Last Updated 24 April 2017, 18:33 IST

The recent order of the National Green Tribunal on the Bellandur lake’s frothing and flaming has opened the Pandora’s Box for the Karnataka government.  Only, all that come out of the box are good for Bengalureans and nightmare to the real estate-friendly government. As you sow, so you reap.

The NGT in its landmark judgement said: “All industries in the 75 metre buffer zone should be closed till they stop polluting the lake; fine of Rs 5 lakh for dumping waste in the lake; the lake must be cleaned within ONE MONTH; no sewage water shall enter the lake; sewage generated by industries and apartments should be transported at their own cost to dumps identified by government; the whole process should be inspected by a team of the Additional Chief Secretary, Urban Development, heads of the Lake Conservation and Development Authority, the BDA, the BBMP and the Pollution Control Board; government should ensure that all industries and apartments in buffer zone should have sewage treatment plants IMMEDIATELY, Government should clean the lake in one month and for this purpose even the elaborate tender process can be bypassed.”

Besides the lake, all the Rajakaluves also will have buffer zone—50 m either side of primary drains, 35 m for secondary drains and 25 m for the tertiary drains. There are 850 km of such storm water drains in the BBMP area. Taking the median of 35 m, the buffer zone for the SWDs alone will be 60 sq km.

The NGT order is unprecedented and a god-send to the citizens. In spite of various past directions by the High Court and Supreme Court to protect the lakes, the government has done nothing.  Now, for once the NGT is pinning down the government by summoning the additional chief secretary to implement the court’s orders.

Karnataka HC’s monitoring committee report shelved: In 2010, the Karnataka HC, while hearing the Public Interest Petition by the Environment Support Group to prevent the leasing of four lakes to private sector companies, constituted a Monitoring Committee headed by a serving judge, Justice N K Patil.  Its members were the heads of Pollution Control Board, BWSSB, BBMP, BDA, principal chief conservator of forests, secretary to government, Minor Irrigation Department, director, Town Planning and the CEO of Lake Development Authority.
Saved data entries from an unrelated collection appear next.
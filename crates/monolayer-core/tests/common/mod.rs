use monolayer_core::catalog::ColumnType;
use monolayer_core::model::{Column, RenameHints, Schema, Table};
use monolayer_core::{plan_changeset, Changeset, OpKind, PlanConfig};

/// `books(id integer, title text)`
#[allow(dead_code)]
pub fn books(name: &str) -> Table {
    Table::new(name)
        .column(Column::new("id", ColumnType::Integer))
        .column(Column::new("title", ColumnType::Text))
}

/// `authors(id integer primary key, name text)`
#[allow(dead_code)]
pub fn authors(name: &str) -> Table {
    Table::new(name)
        .column(Column::new("id", ColumnType::Integer))
        .column(Column::new("name", ColumnType::Text))
        .primary_key(["id"])
}

#[allow(dead_code)]
pub fn schema(tables: Vec<Table>) -> Schema {
    tables
        .into_iter()
        .fold(Schema::new("public"), |schema, table| schema.table(table))
}

/// Plan with the default configuration, panicking on error
#[allow(dead_code)]
pub fn plan(declared: &Schema, current: &Schema, hints: &RenameHints) -> Changeset {
    plan_changeset(&PlanConfig::default(), declared, current, hints).unwrap()
}

#[allow(dead_code)]
pub fn kinds_and_priorities(changeset: &Changeset) -> Vec<(OpKind, u32)> {
    changeset
        .operations
        .iter()
        .map(|op| (op.kind, op.priority))
        .collect()
}

/// Independent changes applied to a `books` table
#[allow(dead_code)]
#[derive(Debug, Clone, Copy, Default)]
pub struct Toggles {
    pub rename_table: bool,
    pub add_column: bool,
    pub drop_column: bool,
    pub retype_column: bool,
    pub add_check: bool,
    pub drop_check: bool,
    pub add_index: bool,
    pub drop_index: bool,
    pub add_primary_key: bool,
    pub drop_primary_key: bool,
}

impl Toggles {
    #[allow(dead_code)]
    pub fn from_bits(bits: [bool; 10]) -> Self {
        Self {
            rename_table: bits[0],
            add_column: bits[1],
            drop_column: bits[2],
            retype_column: bits[3],
            add_check: bits[4],
            drop_check: bits[5],
            add_index: bits[6],
            drop_index: bits[7],
            add_primary_key: bits[8],
            drop_primary_key: bits[9],
        }
    }

    /// `(declared, current, hints)` exercising the enabled changes
    #[allow(dead_code)]
    pub fn schemas(&self) -> (Schema, Schema, RenameHints) {
        use monolayer_core::model::Index;

        let mut current = books("books");
        if self.drop_column {
            current = current.column(Column::new("pages", ColumnType::Integer));
        }
        if self.drop_check {
            current = current.check("\"id\" > 5");
        }
        if self.drop_index {
            current = current.index(Index::new(["title"]));
        }
        if self.drop_primary_key {
            current = current.primary_key(["id"]);
        }

        let name = if self.rename_table { "publications" } else { "books" };
        let title = if self.retype_column {
            ColumnType::varchar(200)
        } else {
            ColumnType::Text
        };
        let mut declared = Table::new(name)
            .column(Column::new("id", ColumnType::Integer))
            .column(Column::new("title", title));
        if self.add_column {
            declared = declared.column(Column::new("isbn", ColumnType::Text).not_null());
        }
        if self.add_check {
            declared = declared.check("\"id\" < 100");
        }
        if self.add_index {
            declared = declared.index(Index::new(["id"]));
        }
        if self.add_primary_key {
            declared = declared.primary_key(["id"]);
        }

        let hints = if self.rename_table {
            RenameHints::new().rename_table("books", "publications")
        } else {
            RenameHints::new()
        };
        (schema(vec![declared]), schema(vec![current]), hints)
    }
}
The Monitoring Committee gave its report, “Preservation of Lakes in the City of Bangalore”, in March 2011.  The report highlighted :

— Preservation 189 lakes in the city (129-BBMP; 44-BDA; 11-LDA and five by the Forest Department);
—Joint verification of an additional 121 ponds and lakes as per village maps;

— Preservation and restoration of another 179 lakes in the custody of zilla panchayats and 18 lakes with the Minor Irrigation Department;

— Altogether, a total of 507 lakes should be restored and preserved by removing encroachment, cleaning, fencing, constructing bird-islands and walking paths around;

— BWSSB should completely treat sewage in BBMP area;

— The Pollution Control Board will check water quality of each lake twice a year and will keep a bench mark information;  The LDA and Revenue Department will create a data base for all the lakes based on village maps and web-host such information;

— The restored lakes should supplement drinking water and the waste water should be recycled by tertiary treatment to augment supply.

The entire Action Plan would cost about Rs 6,000crore of which Rs 4,300 crore was to be provided, the balance having been “tied up”. 

After trying to conduct review meetings of the concerned actors for about a year, the LDA gave up all attempts to coordinate implementation of the Action Plan.  The report itself has been consigned to the archives like all such reports, howsoever high-powered the committee may be.

Financial implications and government’s inability for tough action: Bellandur is the biggest lake in the BBMP area, having 797 acres of formerly water-spread and now sewage-spread area. Its buffer zone of 75 m all around its periphery will be about 123 acres and at even Rs 2,000 per square foot, the value of the area will be about Rs 1,080 crore.  Are the developers and their partners in government going to give up their investment in this area?

The total water cum sewage-spread area of the 189 lakes specified in the Justice N K Patil Monitoring Committee Report is 7,166 acres and the corresponding buffer zone will be about 1,100 acres. If we take into account the buffer zone on either side of 850 km of storm water drains, that area alone will be 15,000 acres!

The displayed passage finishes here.